- **Given entries**:
// Workflow submission and status routes

use std::sync::Arc;

use axum::{
    extract::{Path, State},
    http::StatusCode,
    routing::{get, post},
    Json, Router,
};
use conductor_contracts::{ExecutionDetail, SubmitResponse, WorkflowSpec};
use conductor_engine::WorkflowEngine;
use uuid::Uuid;

use crate::error::ApiError;

/// App state
#[derive(Clone)]
pub struct AppState {
    pub engine: Arc<WorkflowEngine>,
    pub development: bool,
}

/// Create workflow routes
pub fn routes(state: AppState) -> Router {
    Router::new()
        .route("/api/workflows", post(submit_workflow))
        .route("/api/workflows/:id", get(get_workflow_status))
        .with_state(state)
}

/// POST /api/workflows - Submit a workflow for execution
#[utoipa::path(
    post,
    path = "/api/workflows",
    request_body = WorkflowSpec,
    responses(
        (status = 201, description = "Workflow accepted", body = SubmitResponse),
        (status = 400, description = "Validation failed, cycle, or dangling dependency"),
        (status = 500, description = "Internal server error")
    ),
    tag = "workflows"
)]
pub async fn submit_workflow(
    State(state): State<AppState>,
    Json(body): Json<serde_json::Value>,
) -> Result<(StatusCode, Json<SubmitResponse>), ApiError> {
    // Type mismatches (steps not an array, id not a string, ...) are
    // validation failures, not framework-level rejections
    let spec: WorkflowSpec = serde_json::from_value(body)
        .map_err(|e| ApiError::bad_request(format!("Invalid workflow document: {}", e), vec![]))?;

    let accepted = state
        .engine
        .submit(spec)
        .await
        .map_err(|e| ApiError::from_engine(e, state.development))?;

    tracing::info!(execution_id = %accepted.execution_id, "workflow accepted");
    Ok((StatusCode::CREATED, Json(accepted)))
}

/// GET /api/workflows/:id - Execution status by id
///
/// Submissions mint a workflow and an execution together, so the execution
/// id is what clients poll; this route and /api/executions/:id answer the
/// same question.
#[utoipa::path(
    get,
    path = "/api/workflows/{id}",
    params(("id" = Uuid, Path, description = "Execution ID")),
    responses(
        (status = 200, description = "Execution status with tasks and events", body = ExecutionDetail),
        (status = 404, description = "Execution not found")
    ),
    tag = "workflows"
)]
pub async fn get_workflow_status(
    State(state): State<AppState>,
    Path(id): Path<Uuid>,
) -> Result<Json<ExecutionDetail>, ApiError> {
    let detail = state
        .engine
        .status(id)
        .await
        .map_err(|e| ApiError::from_engine(e, state.development))?
        .ok_or_else(|| ApiError::not_found(format!("execution {} not found", id)))?;

    Ok(Json(detail))
}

- **Exercise requirements**: Exactly as they stand, repeat all the records.

- **Exercise answer**:
// Workflow submission and status routes

use std::sync::Arc;

use axum::{
    extract::{Path, State},
    http::StatusCode,
    routing::{get, post},
    Json, Router,
};
use conductor_contracts::{ExecutionDetail, SubmitResponse, WorkflowSpec};
use conductor_engine::WorkflowEngine;
use uuid::Uuid;

use crate::error::ApiError;

/// App state
#[derive(Clone)]
pub struct AppState {
    pub engine: Arc<WorkflowEngine>,
    pub development: bool,
}

/// Create workflow routes
pub fn routes(state: AppState) -> Router {
    Router::new()
        .route("/api/workflows", post(submit_workflow))
        .route("/api/workflows/:id", get(get_workflow_status))
        .with_state(state)
}

/// POST /api/workflows - Submit a workflow for execution
#[utoipa::path(
    post,
    path = "/api/workflows",
    request_body = WorkflowSpec,
    responses(
        (status = 201, description = "Workflow accepted", body = SubmitResponse),
        (status = 400, description = "Validation failed, cycle, or dangling dependency"),
        (status = 500, description = "Internal server error")
    ),
    tag = "workflows"
)]
pub async fn submit_workflow(
    State(state): State<AppState>,
    Json(body): Json<serde_json::Value>,
) -> Result<(StatusCode, Json<SubmitResponse>), ApiError> {
    // Type mismatches (steps not an array, id not a string, ...) are
    // validation failures, not framework-level rejections
    let spec: WorkflowSpec = serde_json::from_value(body)
        .map_err(|e| ApiError::bad_request(format!("Invalid workflow document: {}", e), vec![]))?;

    let accepted = state
        .engine
        .submit(spec)
        .await
        .map_err(|e| ApiError::from_engine(e, state.development))?;

    tracing::info!(execution_id = %accepted.execution_id, "workflow accepted");
    Ok((StatusCode::CREATED, Json(accepted)))
}

/// GET /api/workflows/:id - Execution status by id
///
/// Submissions mint a workflow and an execution together, so the execution
/// id is what clients poll; this route and /api/executions/:id answer the
/// same question.
#[utoipa::path(
    get,
    path = "/api/workflows/{id}",
    params(("id" = Uuid, Path, description = "Execution ID")),
    responses(
        (status = 200, description = "Execution status with tasks and events", body = ExecutionDetail),
        (status = 404, description = "Execution not found")
    ),
    tag = "workflows"
)]
pub async fn get_workflow_status(
    State(state): State<AppState>,
    Path(id): Path<Uuid>,
) -> Result<Json<ExecutionDetail>, ApiError> {
    let detail = state
        .engine
        .status(id)
        .await
        .map_err(|e| ApiError::from_engine(e, state.development))?
        .ok_or_else(|| ApiError::not_found(format!("execution {} not found", id)))?;

    Ok(Json(detail))
}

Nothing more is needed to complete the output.